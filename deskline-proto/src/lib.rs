//! Shared protocol definitions for the Deskline wire format.
//!
//! Frames are JSON objects of the shape `{"event": <name>, "data": <payload>}`
//! carried over a persistent connection. [`event::Command`] covers what the
//! console sends, [`event::ServerEvent`] what the messaging backend pushes.

pub mod codec;
pub mod conversation;
pub mod event;
pub mod message;
//! Transport layer abstraction for Deskline.
//!
//! Defines the [`Transport`] trait that carries JSON text frames between the
//! console and the backend, and the [`Connector`] trait that opens one per
//! scope. Concrete implementations:
//! - [`loopback::LoopbackTransport`]: in-process channel-based transport for testing
//! - [`ws::WsTransport`]: WebSocket transport to the live backend

pub mod loopback;
pub mod ws;

use std::fmt;
use std::future::Future;

/// Key that identifies one live connection (normally a project id).
///
/// All consumers asking for the same scope share one underlying connection.
#[derive(Debug, Clone, PartialEq, Eq, Hash)]
pub struct ScopeKey(String);

impl ScopeKey {
    /// Create a scope key from its string form.
    pub fn new(id: impl Into<String>) -> Self {
        Self(id.into())
    }

    /// Return the string form of this scope key.
    #[must_use]
    pub fn as_str(&self) -> &str {
        &self.0
    }
}

impl fmt::Display for ScopeKey {
    fn fmt(&self, f: &mut fmt::Formatter<'_>) -> fmt::Result {
        write!(f, "{}", self.0)
    }
}

/// Describes which kind of transport is in use.
#[derive(Debug, Clone, Copy, PartialEq, Eq)]
pub enum TransportType {
    /// WebSocket to the backend.
    WebSocket,
    /// In-process loopback for testing.
    Loopback,
}

impl fmt::Display for TransportType {
    fn fmt(&self, f: &mut fmt::Formatter<'_>) -> fmt::Result {
        match self {
            Self::WebSocket => write!(f, "WebSocket"),
            Self::Loopback => write!(f, "Loopback"),
        }
    }
}

/// Errors that can occur during transport operations.
#[derive(Debug, thiserror::Error)]
pub enum TransportError {
    /// The connection has been closed.
    #[error("connection closed")]
    ConnectionClosed,

    /// The operation timed out before completing.
    #[error("transport operation timed out")]
    Timeout,

    /// The backend could not be reached.
    #[error("{0} is unreachable")]
    Unreachable(String),

    /// The backend refused the handshake or answered with a bad URL/status.
    #[error("handshake failed: {0}")]
    Handshake(String),

    /// An underlying I/O error occurred.
    #[error("transport I/O error: {0}")]
    Io(#[from] std::io::Error),
}

/// Async transport trait for exchanging text frames with the backend.
///
/// The transport never interprets frame contents. Encoding and decoding
/// happen in [`crate::connection`].
pub trait Transport: Send + Sync {
    /// Send one frame.
    ///
    /// Returns `Ok(())` once the frame has been handed to the underlying
    /// socket. Delivery is confirmed only by application-level replies.
    fn send(&self, frame: String) -> impl Future<Output = Result<(), TransportError>> + Send;

    /// Receive the next frame.
    ///
    /// Returns [`TransportError::ConnectionClosed`] once the peer has gone
    /// away; no further frames will arrive after that.
    fn recv(&self) -> impl Future<Output = Result<String, TransportError>> + Send;

    /// Close the transport from the local side.
    fn close(&self) -> impl Future<Output = ()> + Send;

    /// Check whether the underlying link is still up.
    fn is_connected(&self) -> bool;

    /// Return the type of this transport.
    fn transport_type(&self) -> TransportType;
}

/// Opens transports on demand, one per connection attempt.
pub trait Connector: Send + Sync + 'static {
    /// Transport produced by this connector.
    type Transport: Transport + 'static;

    /// Establish a new transport for `scope`.
    fn connect(
        &self,
        scope: &ScopeKey,
    ) -> impl Future<Output = Result<Self::Transport, TransportError>> + Send;
}
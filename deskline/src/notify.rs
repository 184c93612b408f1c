//! Single transient notification banner.

use std::time::Duration;

use tokio::time::Instant;

#[derive(Debug, Clone, Copy, PartialEq, Eq)]
pub enum NoticeKind {
    Success,
    Failure,
}

/// A user-facing notification.
#[derive(Debug, Clone, PartialEq, Eq)]
pub struct Notice {
    pub kind: NoticeKind,
    pub message: String,
}

/// Holds at most one notice; a new one replaces the old and each expires
/// after `duration`.
#[derive(Debug)]
pub struct Notifier {
    current: Option<(Notice, Instant)>,
    duration: Duration,
}

impl Notifier {
    #[must_use]
    pub const fn new(duration: Duration) -> Self {
        Self {
            current: None,
            duration,
        }
    }

    pub fn success(&mut self, message: impl Into<String>, now: Instant) {
        self.show(NoticeKind::Success, message.into(), now);
    }

    pub fn failure(&mut self, message: impl Into<String>, now: Instant) {
        self.show(NoticeKind::Failure, message.into(), now);
    }

    fn show(&mut self, kind: NoticeKind, message: String, now: Instant) {
        tracing::debug!(?kind, message = %message, "notice");
        self.current = Some((Notice { kind, message }, now + self.duration));
    }

    #[must_use]
    pub fn current(&self) -> Option<&Notice> {
        self.current.as_ref().map(|(notice, _)| notice)
    }

    /// When the current notice expires.
    #[must_use]
    pub fn deadline(&self) -> Option<Instant> {
        self.current.as_ref().map(|(_, deadline)| *deadline)
    }

    /// Drop the notice if it has expired. Returns `true` if one was dropped.
    pub fn expire(&mut self, now: Instant) -> bool {
        if self.deadline().is_some_and(|deadline| deadline <= now) {
            self.current = None;
            return true;
        }
        false
    }

    /// Drop the notice immediately.
    pub fn dismiss(&mut self) -> bool {
        self.current.take().is_some()
    }
}
//! Line input from the operator console.
//!
//! Plain text is sent to the open conversation. Lines starting with `/` are
//! commands; `//` escapes a literal leading slash.

use std::path::PathBuf;

use deskline_proto::conversation::{
    ConversationFilter, ConversationId, ConversationStatus, CustomerId, Platform,
};

use crate::engine::Intent;

/// Help text listing the console commands.
pub const HELP: &str = "\
commands:
  /filter <all|active|closed> [platform]   change the conversation list filter
  /more                                    load more conversations
  /select <conversation>                   open a loaded conversation
  /back                                    close the open conversation
  /send <text>                             send text (bare lines are sent too)
  /older                                   load older messages
  /attach <path>                           send a file to the open conversation
  /open <conversation>                     open a conversation once it is listed
  /customer <customer>                     open a customer's conversation once it is listed
  /link <conversation> <customer>          link a conversation to a customer
  /close <conversation>                    close a conversation
  /dismiss                                 hide the current notice
  /help                                    show this help
  /quit                                    exit";

/// A parsed console line.
#[derive(Debug, Clone)]
pub enum Input {
    Intent(Intent),
    /// Read a file from disk and send it.
    Attach(PathBuf),
    Help,
    Quit,
}

#[derive(Debug, Clone, PartialEq, Eq, thiserror::Error)]
pub enum InputError {
    #[error("unknown command: /{0} (try /help)")]
    UnknownCommand(String),

    #[error("missing argument: {0}")]
    MissingArgument(&'static str),

    #[error("not a valid id: {0}")]
    InvalidId(String),

    #[error("{0}")]
    InvalidFilter(String),
}

/// Parse one console line. Blank lines parse to `None`.
///
/// # Errors
///
/// Returns an [`InputError`] for unknown commands or bad arguments.
pub fn parse(line: &str) -> Result<Option<Input>, InputError> {
    let line = line.trim_end_matches(['\r', '\n']);
    if line.trim().is_empty() {
        return Ok(None);
    }
    if let Some(literal) = line.strip_prefix("//") {
        return Ok(Some(Input::Intent(Intent::SendText(format!("/{literal}")))));
    }
    let Some(command) = line.strip_prefix('/') else {
        return Ok(Some(Input::Intent(Intent::SendText(line.to_string()))));
    };

    let mut args = command.split_whitespace();
    let name = args.next().unwrap_or_default();
    let input = match name {
        "filter" => Input::Intent(Intent::SetFilter(parse_filter(args.next(), args.next())?)),
        "more" => Input::Intent(Intent::LoadMoreConversations),
        "select" => Input::Intent(Intent::Select(Some(conversation_arg(args.next())?))),
        "back" => Input::Intent(Intent::Select(None)),
        "older" => Input::Intent(Intent::LoadOlderMessages),
        "attach" => {
            let path = command
                .strip_prefix("attach")
                .map(str::trim)
                .filter(|p| !p.is_empty())
                .ok_or(InputError::MissingArgument("path"))?;
            Input::Attach(PathBuf::from(path))
        }
        "send" => {
            let text = command.strip_prefix("send").unwrap_or_default().trim_start();
            Input::Intent(Intent::SendText(text.to_string()))
        }
        "open" => Input::Intent(Intent::OpenConversation(conversation_arg(args.next())?)),
        "customer" => Input::Intent(Intent::OpenCustomer(CustomerId::new(id_arg(
            args.next(),
            "customer",
        )?))),
        "link" => {
            let conversation = conversation_arg(args.next())?;
            let customer = CustomerId::new(id_arg(args.next(), "customer")?);
            Input::Intent(Intent::LinkCustomer {
                conversation,
                customer,
            })
        }
        "close" => Input::Intent(Intent::CloseConversation(conversation_arg(args.next())?)),
        "dismiss" => Input::Intent(Intent::DismissNotice),
        "help" => Input::Help,
        "quit" | "exit" => Input::Quit,
        other => return Err(InputError::UnknownCommand(other.to_string())),
    };
    Ok(Some(input))
}

fn id_arg(arg: Option<&str>, what: &'static str) -> Result<i64, InputError> {
    let arg = arg.ok_or(InputError::MissingArgument(what))?;
    arg.parse()
        .map_err(|_| InputError::InvalidId(arg.to_string()))
}

fn conversation_arg(arg: Option<&str>) -> Result<ConversationId, InputError> {
    id_arg(arg, "conversation").map(ConversationId::new)
}

fn parse_filter(status: Option<&str>, platform: Option<&str>) -> Result<ConversationFilter, InputError> {
    let status = match status.ok_or(InputError::MissingArgument("status"))? {
        "all" => None,
        "active" => Some(ConversationStatus::Active),
        "closed" => Some(ConversationStatus::Closed),
        other => return Err(InputError::InvalidFilter(format!("unknown status: {other}"))),
    };
    let platform = platform
        .map(str::parse::<Platform>)
        .transpose()
        .map_err(InputError::InvalidFilter)?;
    Ok(ConversationFilter { status, platform })
}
====================
ABOUT THIS TASK: Return every line from the entries that holds the string "ConversationId".

THE ANSWER:
    ConversationFilter, ConversationId, ConversationStatus, CustomerId, Platform,
fn conversation_arg(arg: Option<&str>) -> Result<ConversationId, InputError> {
    id_arg(arg, "conversation").map(ConversationId::new)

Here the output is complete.